Existence of a universal Noetherianity index independent of deformation.

Development of a structure theorem for Melnikov functions.

Calculation of bounds in nontrivial examples.

Abstract

We study foliations in $\mathbb{C}^2$ given by polynomial deformations of the form $dH+\epsilon \eta=0$, with $\gamma(t)\subset H^{-1}(t)$ a family of cycles.
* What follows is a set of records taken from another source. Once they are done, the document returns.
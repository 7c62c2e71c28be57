//! Text insertion and deletion.

use super::arena::{LineId, SegId};
use super::segment::SegFlags;
use super::{BTree, Gravity, Invalidation, SavedSegment, Segment, SegmentKind, Tagging, TextIndex};
use crate::TagId;
use crate::event::{LogLevel, emit_log};
use crate::tagset::TagSet;
use crate::undo::UndoToken;

impl BTree {
    /// Insert `text` at `at`, tagging it according to
    /// [`BTreeOptions::tagging`](super::BTreeOptions::tagging).
    ///
    /// Positions past the final newline clamp to it. Returns the undo token,
    /// or `None` when `text` is empty.
    pub fn insert(&mut self, at: TextIndex, text: &str) -> Option<UndoToken> {
        let mode = self.options.tagging;
        let at = self.clamp_to_end(at);
        let (line, byte) = self.resolve(at);
        let tags = self.inherited_tags(line, byte, mode);
        self.insert_text(at, text, tags)
    }

    /// Insert `text` at `at` carrying exactly `tags`.
    pub fn insert_tagged(&mut self, at: TextIndex, text: &str, tags: &[TagId]) -> Option<UndoToken> {
        let at = self.clamp_to_end(at);
        let set = TagSet::from_indices(tags.iter().map(|t| t.index()));
        self.insert_text(at, text, set)
    }

    /// Insert a soft hyphen (one index unit) at `at`.
    pub fn insert_hyphen(&mut self, at: TextIndex, tags: &[TagId]) -> UndoToken {
        let at = self.clamp_to_end(at);
        let set = TagSet::from_indices(tags.iter().map(|t| t.index()));
        self.insert_segments(
            at,
            vec![SavedSegment {
                kind: SegmentKind::Hyphen,
                tags: set,
            }],
        )
    }

    /// Insert an embedded image or window (one index unit) at `at`.
    pub fn insert_embed(
        &mut self,
        at: TextIndex,
        kind: super::EmbedKind,
        name: &str,
        tags: &[TagId],
    ) -> UndoToken {
        let at = self.clamp_to_end(at);
        let set = TagSet::from_indices(tags.iter().map(|t| t.index()));
        self.insert_segments(
            at,
            vec![SavedSegment {
                kind: SegmentKind::Embed {
                    kind,
                    name: name.to_string(),
                },
                tags: set,
            }],
        )
    }

    fn insert_text(&mut self, at: TextIndex, text: &str, tags: TagSet) -> Option<UndoToken> {
        if text.is_empty() {
            return None;
        }
        if !text.contains('\n') {
            if let Some(token) = self.try_grow_in_place(at, text, &tags) {
                return Some(token);
            }
        }
        let pieces = text
            .split_inclusive('\n')
            .map(|piece| SavedSegment {
                kind: SegmentKind::Chars(piece.to_string()),
                tags: tags.clone(),
            })
            .collect();
        Some(self.insert_segments(at, pieces))
    }

    /// Tags new text at (`line`, `byte`) picks up under `mode`.
    fn inherited_tags(&self, line: LineId, byte: usize, mode: Tagging) -> TagSet {
        let before = || self.content_ending_at(line, byte).map(|s| self.segs[s].tags.clone());
        let after = || self.locate(line, byte).map(|(s, _)| self.segs[s].tags.clone());
        match mode {
            Tagging::None => TagSet::empty(),
            Tagging::Gravity(Gravity::Left) => before().unwrap_or_default(),
            Tagging::Gravity(Gravity::Right) => after().unwrap_or_default(),
            Tagging::Within => match (before(), after()) {
                (Some(b), Some(a)) => b.intersection(&a),
                _ => TagSet::empty(),
            },
        }
    }

    /// Append `text` to an existing character segment when that leaves the
    /// segment structure otherwise untouched.
    fn try_grow_in_place(&mut self, at: TextIndex, text: &str, tags: &TagSet) -> Option<UndoToken> {
        let (line, byte) = self.resolve(at);
        let (seg, offset) = match self.locate(line, byte) {
            Some((seg, offset)) if offset > 0 => (seg, offset),
            _ => {
                let seg = self.content_ending_at(line, byte).filter(|_| byte > 0)?;
                let next = self.segs[seg].next;
                let blocked = next.is_some_and(|n| {
                    let n = &self.segs[n];
                    n.is_link() || n.gravity() == Some(Gravity::Left)
                });
                if blocked {
                    return None;
                }
                (seg, self.segs[seg].size)
            }
        };
        let record = &mut self.segs[seg];
        if record.tags != *tags || record.is_protected() {
            return None;
        }
        let SegmentKind::Chars(existing) = &mut record.kind else {
            return None;
        };
        if existing.ends_with('\n') && offset == existing.len() {
            return None;
        }
        existing.insert_str(offset, text);
        let size = existing.len();
        self.set_segment_size(seg, size);
        self.mark_changed(line);
        let end = TextIndex::new(at.line, at.byte + text.len());
        self.finish_edit(Invalidation::Inserted {
            line: at.line,
            count: 0,
        });
        self.debug_check("insert");
        Some(UndoToken::insert(at, end))
    }

    /// Insert detached segments at `at` (already clamped). Character pieces
    /// ending in a newline split the line.
    pub(crate) fn insert_segments(&mut self, at: TextIndex, pieces: Vec<SavedSegment>) -> UndoToken {
        let (first_line, byte) = self.resolve(at);
        let mut line = first_line;
        let mut pred = self.insertion_point(line, byte);
        let mut inserted: Vec<SegId> = Vec::with_capacity(pieces.len());
        let mut touched = vec![first_line];
        let mut new_lines = 0;

        for piece in pieces {
            let seg = self.segs.alloc(Segment::new(piece.kind, piece.tags));
            self.link_segment(line, pred, seg);
            inserted.push(seg);
            if self.segs[seg].ends_line() {
                let fresh = self.insert_line_after(line);
                self.move_tail(line, Some(seg), fresh);
                line = fresh;
                pred = None;
                touched.push(fresh);
                new_lines += 1;
            } else {
                pred = Some(seg);
            }
        }
        let end = TextIndex::new(
            at.line + new_lines,
            pred.map_or(0, |p| self.seg_offset(p) + self.segs[p].size),
        );

        if new_lines > 0 {
            let node = self.lines[first_line].node;
            self.rebalance(node);
        }
        for &id in &touched {
            self.mark_changed(id);
            self.refresh_line_tags(id);
        }
        let mut joins = Vec::new();
        if self.tags.any_elide() {
            if let (Some(&first), Some(&last)) = (inserted.first(), inserted.last()) {
                if let Some(boundary) = self.next_content(last) {
                    joins = self.update_elision(first, boundary, None);
                }
            }
        }
        joins.extend(inserted);
        self.join_all(&joins);
        self.finish_edit(Invalidation::Inserted {
            line: at.line,
            count: new_lines,
        });
        self.debug_check("insert");
        UndoToken::insert(at, end)
    }

    /// Split at (`line`, `byte`) and return the segment new content goes
    /// after: past links and left-gravity marks, before right-gravity marks
    /// and branches.
    fn insertion_point(&mut self, line: LineId, byte: usize) -> Option<SegId> {
        let mut pred = self.content_before(line, byte);
        loop {
            let next = match pred {
                Some(p) => self.segs[p].next,
                None => self.lines[line].first,
            };
            let Some(n) = next else {
                return pred;
            };
            let record = &self.segs[n];
            if record.is_link() || record.gravity() == Some(Gravity::Left) {
                pred = Some(n);
            } else {
                return pred;
            }
        }
    }

    /// Delete the range `[start, end)`. Both ends clamp to the final
    /// newline, which is never deleted. Marks inside the range collapse to
    /// `start`; the token remembers where they were. Returns `None` for an
    /// empty range.
    pub fn delete(&mut self, start: TextIndex, end: TextIndex) -> Option<UndoToken> {
        let start = self.clamp_to_end(start);
        let end = self.clamp_to_end(end);
        if start >= end {
            return None;
        }
        let marks = self.marks_between(start, end);
        let (ls, bs) = self.resolve(start);
        let (le, be) = self.resolve(end);
        let before = self.content_before(ls, bs);
        let last_deleted = self.content_before(le, be);
        let after = match last_deleted {
            Some(c) => self.next_content(c),
            None => Some(self.first_content(le)),
        }
        .unwrap_or_else(|| panic!("deletion end {end} has no following content"));
        let prev_content = match before {
            Some(c) => Some(c),
            None => self.lines[ls]
                .prev
                .and_then(|p| self.lines[p].last),
        };

        let guard: Vec<SegId> = prev_content.into_iter().chain([after]).collect();
        let (saved, removed_lines) = self.with_protected(&guard, |tree| {
            let (saved, removed, orphan) = tree.remove_range(ls, before, le, after);
            tree.sort_marks_after(ls, before);
            tree.mark_changed(ls);
            tree.refresh_line_tags(ls);
            if tree.tags.any_elide() || orphan.is_some() {
                let joins = tree.update_elision(after, after, orphan);
                tree.join_all(&joins);
            }
            (saved, removed)
        });
        self.finish_edit(Invalidation::Deleted {
            line: start.line,
            count: removed_lines,
        });
        self.debug_check("delete");
        Some(UndoToken::delete(start, saved, marks))
    }

    /// Unlink everything between `before` (exclusive, in `ls`) and `after`
    /// (exclusive, in `le`), keeping marks, then join `le` onto `ls`.
    fn remove_range(
        &mut self,
        ls: LineId,
        before: Option<SegId>,
        le: LineId,
        after: SegId,
    ) -> (Vec<SavedSegment>, usize, Option<SegId>) {
        let mut saved = Vec::new();
        let mut orphan = None;
        let mut emptied = Vec::new();
        let mut line = ls;
        let mut cur = match before {
            Some(b) => self.segs[b].next,
            None => self.lines[ls].first,
        };
        'lines: loop {
            while let Some(seg) = cur {
                if seg == after {
                    break 'lines;
                }
                cur = self.segs[seg].next;
                let record = &self.segs[seg];
                if record.is_mark() {
                    if line != ls {
                        self.unlink_segment(seg);
                        let tail = self.lines[ls].last;
                        self.link_segment(ls, tail, seg);
                    }
                } else if record.is_content() {
                    self.unlink_segment(seg);
                    let segment = self.segs.free(seg);
                    saved.push(SavedSegment {
                        kind: segment.kind,
                        tags: segment.tags,
                    });
                } else {
                    self.remove_marker(seg, &mut orphan);
                }
            }
            if line != ls {
                emptied.push(line);
            }
            if line == le {
                break;
            }
            line = self.next_line(line);
            cur = self.lines[line].first;
        }
        if le != ls {
            self.append_line(ls, le);
            if !emptied.contains(&le) {
                emptied.push(le);
            }
        }
        let removed = emptied.len();
        for id in emptied {
            self.remove_line(id);
        }
        (saved, removed, orphan)
    }

    /// Pin `segs` against merging and freeing while `f` runs, then release
    /// them and merge any newly adjacent character runs around them.
    pub(crate) fn with_protected<R>(&mut self, segs: &[SegId], f: impl FnOnce(&mut Self) -> R) -> R {
        for &seg in segs {
            self.segs[seg].flags.insert(SegFlags::PROTECTED);
        }
        let result = f(self);
        for &seg in segs {
            if let Some(record) = self.segs.get_mut(seg) {
                record.flags.remove(SegFlags::PROTECTED);
            }
        }
        for &seg in segs {
            if self.segs.contains(seg) && self.segs[seg].section.is_some() {
                self.join_chars_around(seg);
            }
        }
        result
    }

    fn joinable(&self, a: SegId, b: SegId) -> bool {
        let (a, b) = (&self.segs[a], &self.segs[b]);
        a.is_chars()
            && b.is_chars()
            && !a.ends_line()
            && a.tags == b.tags
            && !a.is_protected()
            && !b.is_protected()
    }

    /// Merge `seg` with adjacent character segments carrying the same tags.
    pub(crate) fn join_chars_around(&mut self, seg: SegId) {
        let mut cur = seg;
        if let Some(prev) = self.segs[cur].prev {
            if self.joinable(prev, cur) {
                self.join_into(prev, cur);
                cur = prev;
            }
        }
        while let Some(next) = self.segs[cur].next {
            if !self.joinable(cur, next) {
                break;
            }
            self.join_into(cur, next);
        }
    }

    /// Append the text of `b` to `a` and free `b`.
    fn join_into(&mut self, a: SegId, b: SegId) {
        self.unlink_segment(b);
        let removed = self.segs.free(b);
        if let (SegmentKind::Chars(tail), SegmentKind::Chars(head)) = (removed.kind, &mut self.segs[a].kind) {
            head.push_str(&tail);
            let size = head.len();
            self.set_segment_size(a, size);
        }
    }

    pub(crate) fn finish_edit(&mut self, event: Invalidation) {
        self.bump_epoch();
        self.notify(event);
        emit_log(LogLevel::Debug, &format!("btree: {event:?}"));
    }
}
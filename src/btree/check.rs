//! Whole-tree consistency checker.
//!
//! [`BTree::verify`] recomputes every cached quantity from scratch and
//! compares it with what the tree stores. It is a testing hook: normal
//! operations never call it unless [`BTreeOptions::debug`](super::BTreeOptions)
//! is set.

use super::arena::{LineId, NodeId, SegId};
use super::section::{MAX_SECTION, MIN_SECTION};
use super::{BTree, Gravity, NodePixels, SegmentKind};
use super::node::MAX_CHILDREN;
use crate::TagId;
use crate::tagset::TagSet;
use std::fmt::Write as _;

/// Aggregates recomputed for one subtree.
struct Totals {
    lines: usize,
    logical: usize,
    branches: usize,
    size: usize,
    pixels: Vec<NodePixels>,
    on: TagSet,
}

macro_rules! ensure {
    ($cond:expr, $($arg:tt)+) => {
        if !$cond {
            return Err(format!($($arg)+));
        }
    };
}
The \emph{Poincar\'e first return map} is of the form $P(t)=t+\sum_j \epsilon^j M_j^\gamma(t).$ The functions $M_j^\gamma$ are called \emph{Melnikov functions} and are given by \emph{iterated integrals of orbit length} at most $j$. We show that, for each $k\in\mathbb{N}$, there exists a \emph{universal Noetherianity index} $n_{\scriptscriptstyle H,\gamma}(k)$, independent of the deformation $\eta$, such that, if $M_j^\gamma\equiv0$, for $j=1,\ldots,n_{ H,\gamma}(k)$, then $M_j^\gamma$ is of orbit length $j-k$, for any Melnikov function $M_j^\gamma$. We call the smallest index with this property just the \emph{Noetherianity index} $\nu_{\scriptscriptstyle H,\gamma}(k)$. In order to prove this theorem, we develop a structure theorem for Melnikov functions and use the Ritt-Raudenbush differential algebra theorem. We calculate the universal Noetherianity index $n_{H,\gamma}(k)$ in various nontrivial examples.